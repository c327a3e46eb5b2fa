use crate::{claims_error::ClaimsError, decision::ReasonCode};
use thiserror::Error;

/// Exceptional conditions of the gate.
///
/// Normal policy outcomes (unknown flag, disabled flag, no rule matched) are
/// [`Decision`](crate::Decision)s, never errors.
#[derive(Debug, Error)]
pub enum GateError {
    #[error("Malformed claims: {0}")]
    MalformedClaims(#[from] ClaimsError),

    /// No successful fetch has happened yet, so there is no safe default.
    #[error("Flag registry not initialized: no successful fetch yet")]
    RegistryUninitialized,

    /// The cached snapshot is stale, its latest refresh failed and the
    /// registry is configured fail-closed.
    #[error("Flag registry unavailable: {0}")]
    RegistryUnavailable(String),

    /// The source could not be reached. Only returned by explicit refreshes;
    /// readers keep the last-known-good snapshot.
    #[error("Flag registry source unavailable: {0}")]
    SourceUnavailable(String),
}

impl GateError {
    /// Reason code a deny decision carries when this error is folded into it
    #[must_use]
    pub fn reason(&self) -> ReasonCode {
        match self {
            GateError::MalformedClaims(_) => ReasonCode::MalformedClaims,
            GateError::RegistryUninitialized => ReasonCode::RegistryUninitialized,
            GateError::RegistryUnavailable(_) | GateError::SourceUnavailable(_) => {
                ReasonCode::RegistryUnavailable
            }
        }
    }
}
use super::{FetchOutcome, FlagSource, SourceError};
use crate::flag::FeatureFlag;
use async_trait::async_trait;
use parking_lot::Mutex;

/// In-memory flag source.
///
/// Useful for embedding a fixed flag set and for tests: the flag set can be
/// replaced at runtime and failures can be injected.
#[derive(Debug, Default)]
pub struct StaticFlagSource {
    state: Mutex<StaticState>,
}

#[derive(Debug, Default)]
struct StaticState {
    flags: Vec<FeatureFlag>,
    generation: u64,
    failure: Option<String>,
    fetches: usize,
}

impl StaticFlagSource {
    #[must_use]
    pub fn new(flags: Vec<FeatureFlag>) -> Self {
        Self {
            state: Mutex::new(StaticState {
                flags,
                generation: 1,
                failure: None,
                fetches: 0,
            }),
        }
    }

    /// Replace the flag set; the next fetch returns it under a new version
    pub fn set_flags(&self, flags: Vec<FeatureFlag>) {
        let mut state = self.state.lock();
        state.flags = flags;
        state.generation += 1;
    }

    /// Make every fetch fail until [`recover`](Self::recover) is called
    pub fn fail_with(&self, message: impl Into<String>) {
        self.state.lock().failure = Some(message.into());
    }

    pub fn recover(&self) {
        self.state.lock().failure = None;
    }

    /// Number of fetches served so far, failed ones included
    #[must_use]
    pub fn fetch_count(&self) -> usize {
        self.state.lock().fetches
    }
}

#[async_trait]
impl FlagSource for StaticFlagSource {
    fn name(&self) -> &'static str {
        "static"
    }

    async fn fetch_flags(&self, since: Option<&str>) -> Result<FetchOutcome, SourceError> {
        let mut state = self.state.lock();
        state.fetches += 1;

        if let Some(message) = &state.failure {
            return Err(SourceError::Transport(message.clone()));
        }

        let version = state.generation.to_string();
        if since == Some(version.as_str()) {
            return Ok(FetchOutcome::NotModified);
        }

        Ok(FetchOutcome::Full {
            flags: state.flags.clone(),
            version,
        })
    }
}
-*-*-
▶ [TASK GOAL] Look through the records and gather each line with the word "Some".

▶ [TASK RESPONSE]
        self.state.lock().failure = Some(message.into());
        if let Some(message) = &state.failure {
        if since == Some(version.as_str()) {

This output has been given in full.